● Assignment
Once the line with "when it arrives." is found in the data, output it and each following line exactly, up to and including the line with "use super::host::handle_message;", and nothing before or after.

● Data to examine

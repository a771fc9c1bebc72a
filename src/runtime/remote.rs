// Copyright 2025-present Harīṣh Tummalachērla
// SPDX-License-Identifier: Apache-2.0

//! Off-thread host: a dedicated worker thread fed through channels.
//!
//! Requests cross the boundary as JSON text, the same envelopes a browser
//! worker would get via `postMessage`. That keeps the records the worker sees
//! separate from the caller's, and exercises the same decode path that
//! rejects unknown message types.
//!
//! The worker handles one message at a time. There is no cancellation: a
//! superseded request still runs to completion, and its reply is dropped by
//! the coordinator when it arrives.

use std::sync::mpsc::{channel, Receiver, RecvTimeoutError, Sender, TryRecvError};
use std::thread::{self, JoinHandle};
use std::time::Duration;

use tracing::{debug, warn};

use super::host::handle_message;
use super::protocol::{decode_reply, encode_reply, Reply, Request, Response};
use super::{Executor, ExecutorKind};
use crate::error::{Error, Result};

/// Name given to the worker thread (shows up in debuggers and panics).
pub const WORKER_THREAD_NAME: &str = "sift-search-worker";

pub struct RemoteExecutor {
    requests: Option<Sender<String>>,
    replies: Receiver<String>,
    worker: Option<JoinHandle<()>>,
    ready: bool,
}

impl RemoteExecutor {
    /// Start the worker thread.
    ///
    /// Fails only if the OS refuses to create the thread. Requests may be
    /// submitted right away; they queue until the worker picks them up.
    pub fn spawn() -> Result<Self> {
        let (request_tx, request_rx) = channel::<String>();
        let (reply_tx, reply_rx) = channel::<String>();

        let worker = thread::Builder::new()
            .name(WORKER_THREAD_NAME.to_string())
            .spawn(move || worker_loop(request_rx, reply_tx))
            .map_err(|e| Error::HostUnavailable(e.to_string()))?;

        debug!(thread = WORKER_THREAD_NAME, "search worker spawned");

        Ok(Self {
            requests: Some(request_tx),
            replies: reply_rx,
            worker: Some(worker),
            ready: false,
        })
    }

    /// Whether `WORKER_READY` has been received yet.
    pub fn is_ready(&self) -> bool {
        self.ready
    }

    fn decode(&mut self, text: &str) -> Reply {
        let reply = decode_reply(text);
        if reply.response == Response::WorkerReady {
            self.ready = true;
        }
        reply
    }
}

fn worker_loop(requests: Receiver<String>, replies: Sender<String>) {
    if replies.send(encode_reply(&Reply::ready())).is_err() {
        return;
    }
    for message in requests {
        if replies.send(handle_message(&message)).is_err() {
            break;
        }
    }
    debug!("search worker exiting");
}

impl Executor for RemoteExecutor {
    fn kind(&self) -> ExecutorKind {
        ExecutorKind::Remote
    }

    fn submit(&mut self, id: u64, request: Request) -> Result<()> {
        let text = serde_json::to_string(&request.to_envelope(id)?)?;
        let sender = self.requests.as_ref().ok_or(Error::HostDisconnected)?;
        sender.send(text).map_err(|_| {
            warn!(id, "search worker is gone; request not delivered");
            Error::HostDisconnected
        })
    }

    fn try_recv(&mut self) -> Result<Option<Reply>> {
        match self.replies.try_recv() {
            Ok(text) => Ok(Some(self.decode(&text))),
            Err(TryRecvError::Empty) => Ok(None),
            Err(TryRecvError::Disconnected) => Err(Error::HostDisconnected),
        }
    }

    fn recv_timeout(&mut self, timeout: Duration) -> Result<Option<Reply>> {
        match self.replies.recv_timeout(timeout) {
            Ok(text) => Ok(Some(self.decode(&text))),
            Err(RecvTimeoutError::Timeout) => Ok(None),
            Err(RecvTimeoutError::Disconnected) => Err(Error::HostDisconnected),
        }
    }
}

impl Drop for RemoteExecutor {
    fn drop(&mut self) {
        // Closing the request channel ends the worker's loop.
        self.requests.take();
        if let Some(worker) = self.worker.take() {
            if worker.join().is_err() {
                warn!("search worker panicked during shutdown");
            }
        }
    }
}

● Answer space
//! the coordinator when it arrives.

use std::sync::mpsc::{channel, Receiver, RecvTimeoutError, Sender, TryRecvError};
use std::thread::{self, JoinHandle};
use std::time::Duration;

use tracing::{debug, warn};

use super::host::handle_message;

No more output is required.